* **Exercise goal**:
Only the lines below starting at the one that contains "another content type." and ending at the one that contains "pub fn merged_over(&self, base: &PropertyConfig)" are to be reproduced, exactly and with both ends kept.

* **Extracted data**:
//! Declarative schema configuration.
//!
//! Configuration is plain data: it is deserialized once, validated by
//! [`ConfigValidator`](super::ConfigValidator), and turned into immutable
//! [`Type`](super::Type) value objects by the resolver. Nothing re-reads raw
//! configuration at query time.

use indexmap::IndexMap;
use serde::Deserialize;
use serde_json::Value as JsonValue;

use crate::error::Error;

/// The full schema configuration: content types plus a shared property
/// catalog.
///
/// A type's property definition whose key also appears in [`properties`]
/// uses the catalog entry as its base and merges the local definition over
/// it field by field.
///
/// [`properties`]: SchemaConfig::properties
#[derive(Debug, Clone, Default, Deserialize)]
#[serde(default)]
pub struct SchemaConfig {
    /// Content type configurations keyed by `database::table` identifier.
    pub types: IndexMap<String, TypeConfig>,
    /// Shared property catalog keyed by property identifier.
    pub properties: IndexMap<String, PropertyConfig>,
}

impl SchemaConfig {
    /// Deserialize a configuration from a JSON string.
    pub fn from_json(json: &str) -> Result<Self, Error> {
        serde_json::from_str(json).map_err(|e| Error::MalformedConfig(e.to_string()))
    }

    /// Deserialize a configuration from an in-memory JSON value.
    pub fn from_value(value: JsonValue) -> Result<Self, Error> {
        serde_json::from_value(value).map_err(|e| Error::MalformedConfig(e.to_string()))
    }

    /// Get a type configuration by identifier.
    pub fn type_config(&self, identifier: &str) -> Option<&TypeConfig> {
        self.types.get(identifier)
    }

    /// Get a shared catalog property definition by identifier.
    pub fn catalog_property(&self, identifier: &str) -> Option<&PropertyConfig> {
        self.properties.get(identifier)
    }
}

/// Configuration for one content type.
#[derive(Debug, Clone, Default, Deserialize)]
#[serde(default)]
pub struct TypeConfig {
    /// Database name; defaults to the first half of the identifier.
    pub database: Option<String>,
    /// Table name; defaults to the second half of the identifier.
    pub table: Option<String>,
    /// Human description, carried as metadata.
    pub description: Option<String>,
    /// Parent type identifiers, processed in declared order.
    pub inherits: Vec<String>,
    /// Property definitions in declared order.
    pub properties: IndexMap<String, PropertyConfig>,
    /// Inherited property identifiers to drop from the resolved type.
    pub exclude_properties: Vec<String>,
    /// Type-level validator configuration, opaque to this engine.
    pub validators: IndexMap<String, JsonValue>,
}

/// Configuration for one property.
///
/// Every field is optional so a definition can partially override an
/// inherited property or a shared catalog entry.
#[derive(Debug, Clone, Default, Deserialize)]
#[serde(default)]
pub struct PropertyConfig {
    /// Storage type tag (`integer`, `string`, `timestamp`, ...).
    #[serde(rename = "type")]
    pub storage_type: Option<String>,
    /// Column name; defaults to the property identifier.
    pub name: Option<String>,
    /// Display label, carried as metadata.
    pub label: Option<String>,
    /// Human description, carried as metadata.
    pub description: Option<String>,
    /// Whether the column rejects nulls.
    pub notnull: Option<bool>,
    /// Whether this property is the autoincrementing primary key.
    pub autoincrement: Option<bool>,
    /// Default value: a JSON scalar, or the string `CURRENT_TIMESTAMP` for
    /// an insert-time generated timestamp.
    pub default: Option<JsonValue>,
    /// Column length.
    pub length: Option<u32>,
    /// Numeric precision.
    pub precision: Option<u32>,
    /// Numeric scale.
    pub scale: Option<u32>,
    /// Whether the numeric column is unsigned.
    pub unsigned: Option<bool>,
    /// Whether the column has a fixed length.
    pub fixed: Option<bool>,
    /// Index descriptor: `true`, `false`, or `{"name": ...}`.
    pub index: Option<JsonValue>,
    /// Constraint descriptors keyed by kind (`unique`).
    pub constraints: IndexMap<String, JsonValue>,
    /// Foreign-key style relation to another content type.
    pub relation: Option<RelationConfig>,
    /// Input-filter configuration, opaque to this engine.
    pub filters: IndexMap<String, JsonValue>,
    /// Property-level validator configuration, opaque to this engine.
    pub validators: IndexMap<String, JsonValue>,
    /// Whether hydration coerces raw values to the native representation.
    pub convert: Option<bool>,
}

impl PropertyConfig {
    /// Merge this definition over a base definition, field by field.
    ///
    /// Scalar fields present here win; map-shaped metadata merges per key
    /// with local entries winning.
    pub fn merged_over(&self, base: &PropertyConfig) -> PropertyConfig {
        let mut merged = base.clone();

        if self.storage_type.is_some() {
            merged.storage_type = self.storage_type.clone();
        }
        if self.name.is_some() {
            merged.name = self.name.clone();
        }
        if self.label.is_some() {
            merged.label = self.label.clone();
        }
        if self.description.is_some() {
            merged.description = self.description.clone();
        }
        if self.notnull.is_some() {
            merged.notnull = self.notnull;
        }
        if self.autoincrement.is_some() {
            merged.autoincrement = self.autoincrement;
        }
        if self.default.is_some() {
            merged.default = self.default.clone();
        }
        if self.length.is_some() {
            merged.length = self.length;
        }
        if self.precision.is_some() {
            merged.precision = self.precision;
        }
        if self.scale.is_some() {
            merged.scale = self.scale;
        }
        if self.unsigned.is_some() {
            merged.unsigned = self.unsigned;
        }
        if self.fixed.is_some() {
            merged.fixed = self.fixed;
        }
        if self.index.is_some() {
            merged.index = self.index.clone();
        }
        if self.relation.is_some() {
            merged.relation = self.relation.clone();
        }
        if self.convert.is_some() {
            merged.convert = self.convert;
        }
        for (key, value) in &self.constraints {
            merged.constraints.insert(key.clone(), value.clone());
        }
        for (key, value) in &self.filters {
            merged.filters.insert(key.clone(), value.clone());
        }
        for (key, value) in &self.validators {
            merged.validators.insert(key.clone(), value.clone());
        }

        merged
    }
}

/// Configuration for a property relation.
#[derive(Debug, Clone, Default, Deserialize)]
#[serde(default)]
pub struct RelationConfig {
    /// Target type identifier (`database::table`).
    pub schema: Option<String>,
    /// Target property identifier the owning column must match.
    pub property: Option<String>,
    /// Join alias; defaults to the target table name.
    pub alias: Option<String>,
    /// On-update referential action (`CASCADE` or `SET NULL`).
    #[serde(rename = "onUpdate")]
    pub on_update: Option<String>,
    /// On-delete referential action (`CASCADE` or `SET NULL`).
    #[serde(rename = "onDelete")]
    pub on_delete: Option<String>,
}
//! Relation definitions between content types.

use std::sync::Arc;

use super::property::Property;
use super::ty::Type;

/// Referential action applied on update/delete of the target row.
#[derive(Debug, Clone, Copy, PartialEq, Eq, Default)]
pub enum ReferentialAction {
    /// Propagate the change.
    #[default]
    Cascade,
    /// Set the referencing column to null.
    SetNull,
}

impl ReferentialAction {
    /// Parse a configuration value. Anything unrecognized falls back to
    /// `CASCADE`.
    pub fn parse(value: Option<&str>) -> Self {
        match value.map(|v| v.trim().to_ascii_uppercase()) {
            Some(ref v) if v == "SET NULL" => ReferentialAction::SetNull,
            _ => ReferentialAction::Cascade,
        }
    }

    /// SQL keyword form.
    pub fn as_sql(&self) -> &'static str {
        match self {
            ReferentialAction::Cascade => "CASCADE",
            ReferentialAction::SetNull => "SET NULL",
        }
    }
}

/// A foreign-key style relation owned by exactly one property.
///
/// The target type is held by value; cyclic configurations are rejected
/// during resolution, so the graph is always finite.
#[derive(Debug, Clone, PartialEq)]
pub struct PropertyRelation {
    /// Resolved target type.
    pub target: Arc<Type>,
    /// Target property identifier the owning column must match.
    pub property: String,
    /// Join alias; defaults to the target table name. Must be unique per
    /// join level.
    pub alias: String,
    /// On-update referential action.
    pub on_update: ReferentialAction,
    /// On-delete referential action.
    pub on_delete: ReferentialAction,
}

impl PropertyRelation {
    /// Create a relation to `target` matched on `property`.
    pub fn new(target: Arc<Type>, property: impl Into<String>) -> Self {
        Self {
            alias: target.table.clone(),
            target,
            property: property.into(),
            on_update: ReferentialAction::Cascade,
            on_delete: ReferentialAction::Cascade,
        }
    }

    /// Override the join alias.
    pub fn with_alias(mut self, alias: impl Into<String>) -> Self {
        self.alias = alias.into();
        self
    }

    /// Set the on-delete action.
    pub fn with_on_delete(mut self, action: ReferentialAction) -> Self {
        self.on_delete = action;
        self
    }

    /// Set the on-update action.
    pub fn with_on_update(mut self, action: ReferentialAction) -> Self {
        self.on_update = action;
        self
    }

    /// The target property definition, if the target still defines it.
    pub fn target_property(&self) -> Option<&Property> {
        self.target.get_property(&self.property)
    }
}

* **Exercise response**:
    /// Foreign-key style relation to another content type.
    pub relation: Option<RelationConfig>,
    /// Input-filter configuration, opaque to this engine.
    pub filters: IndexMap<String, JsonValue>,
    /// Property-level validator configuration, opaque to this engine.
    pub validators: IndexMap<String, JsonValue>,
    /// Whether hydration coerces raw values to the native representation.
    pub convert: Option<bool>,
}

impl PropertyConfig {
    /// Merge this definition over a base definition, field by field.
    ///
    /// Scalar fields present here win; map-shaped metadata merges per key
    /// with local entries winning.
    pub fn merged_over(&self, base: &PropertyConfig) -> PropertyConfig {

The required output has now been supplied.